The starting material was prepared in the following way:
40-A: 4- [5- (4-Chloro-phenyl) -1-ethyl-2-hydroxy-1H-imidazol-4-yl] -pyridine 1- (4-Chloro-phenyl) in acetic acid (150 mL) 2-pyridin-4-yl-ethane-1,2-dione 2-oxime (10.17 g, 0.039 mol), 36% aqueous formaldehyde solution (6.61 mL, 0.088 mol), and 70% aqueous ethylamine solution (4 .42 mL, 0.55 mol) was heated to 110 ° C. for 45 minutes.
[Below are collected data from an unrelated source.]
#![cfg(test)]

use std::ffi::CString;
use std::fs;
use std::os::unix::fs::symlink;
use std::path::Path;

use libc::c_int;

use super::*;
use crate::panic::InternalConflictPanic;
use crate::util::panic::assert_panics;

fn c(path: &Path) -> CString {
    c_path(path).expect("test paths contain no NUL bytes")
}

#[test]
fn test_decode_stat() {
    assert_eq!(decode_stat(0), Ok(()));

    let err = decode_stat(libc::ENOENT).expect_err("positive codes are errnos");
    assert_eq!(err.name, "ENOENT");
    assert_eq!(err.errno, libc::ENOENT);

    assert_eq!(
        decode_stat(libc::EINTR).map_err(|e| e.name),
        Err("EINTR"),
        "Interrupts should surface as ordinary errors, not be retried."
    );

    assert_panics!(
        { decode_stat(-1) },
        InternalConflictPanic,
        "negative stat codes should panic"
    );
    assert_panics!(
        { decode_stat(INTERNAL_CONFLICT) },
        InternalConflictPanic,
        "the conflict sentinel should panic"
    );
}

#[test]
fn test_decode_symlink() {
    assert_eq!(decode_symlink(0), Ok(false));
    assert_eq!(decode_symlink(1), Ok(true));

    let err = decode_symlink(libc::ENOENT + ERRNO_OFFSET).expect_err("offset codes are failures");
    assert_eq!(err.name, "ENOENT", "The offset should be removed before translating.");
    assert_eq!(
        decode_symlink(libc::EACCES + ERRNO_OFFSET).map_err(|e| e.errno),
        Err(libc::EACCES)
    );

    for code in [-1, INTERNAL_CONFLICT, 2, ERRNO_OFFSET - 1, ERRNO_OFFSET] {
        assert_panics!(
            { decode_symlink(code) },
            InternalConflictPanic,
            "codes outside of the symlink contract should panic"
        );
    }
}

#[test]
fn test_link_mode() {
    assert_eq!(LinkMode::default(), LinkMode::Follow, "Links should be followed by default.");
    assert_eq!(LinkMode::Follow.discriminant(), 0);
    assert_ne!(LinkMode::NoFollow.discriminant(), 0);
    assert_eq!(LinkMode::from_follow(true), LinkMode::Follow);
    assert_eq!(LinkMode::from_follow(false), LinkMode::NoFollow);
    assert!(!LinkMode::NoFollow.follows());
}

#[test]
fn test_c_path_rejects_nul() {
    let err = c_path(Path::new("bad\0path")).expect_err("interior NUL can't reach the kernel");
    assert_eq!(err.errno, libc::EINVAL);
}

#[test]
fn test_libc_boundary() {
    let dir = tempfile::tempdir().expect("failed to create temp dir");
    let file = dir.path().join("file");
    let link = dir.path().join("link");
    fs::write(&file, b"twelve bytes").expect("failed to write file");
    symlink(&file, &link).expect("failed to create symlink");

    let mut out = RawStat::default();
    assert_eq!(LibcBoundary.stat(&c(&file), LinkMode::Follow.discriminant(), &mut out), 0);
    assert_eq!(out.size, 12);
    assert_eq!(out.file_format(), S_IFREG);

    let mut link_out = RawStat::default();
    assert_eq!(LibcBoundary.stat(&c(&link), LinkMode::Follow.discriminant(), &mut link_out), 0);
    assert_eq!(link_out.ino, out.ino, "Following a link should report on its target.");

    assert_eq!(LibcBoundary.stat(&c(&link), LinkMode::NoFollow.discriminant(), &mut link_out), 0);
    assert_eq!(link_out.file_format(), S_IFLNK, "Not following should report on the link.");

    let missing = dir.path().join("missing");
    assert_eq!(LibcBoundary.stat(&c(&missing), 0, &mut out), libc::ENOENT);

    assert_eq!(LibcBoundary.symlink_check(&c(&file)), 0);
    assert_eq!(LibcBoundary.symlink_check(&c(&link)), 1);
    assert_eq!(LibcBoundary.symlink_check(&c(&missing)), libc::ENOENT + ERRNO_OFFSET);
}

#[test]
fn test_boundary_by_reference() {
    struct Fixed(c_int);

    impl NativeBoundary for Fixed {
        fn stat(&self, _path: &std::ffi::CStr, _no_follow: c_int, _out: &mut RawStat) -> c_int {
            self.0
        }

        fn symlink_check(&self, _path: &std::ffi::CStr) -> c_int {
            self.0
        }
    }

    let fixed = Fixed(1);
    let by_ref: &dyn NativeBoundary = &fixed;
    assert_eq!(decode_symlink((&by_ref).symlink_check(c"/")), Ok(true));
    assert_eq!(
        decode_stat((&fixed).stat(c"/", 0, &mut RawStat::default())).map_err(|e| e.errno),
        Err(1)
    );
}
The reaction mixture was cooled to 20 ° C. and 25% aqueous ammonia (40 mL) was added to bring the pH to 9. The mixture was extracted with ethyl acetate and the organic layer was washed with brine, dried over sodium sulfate and evaporated under reduced pressure. The crude product was triturated with dichloromethane to give the title compound (9.05 g) as a white solid. MS (ISP) 300.1 [(M + H) ^<+ >].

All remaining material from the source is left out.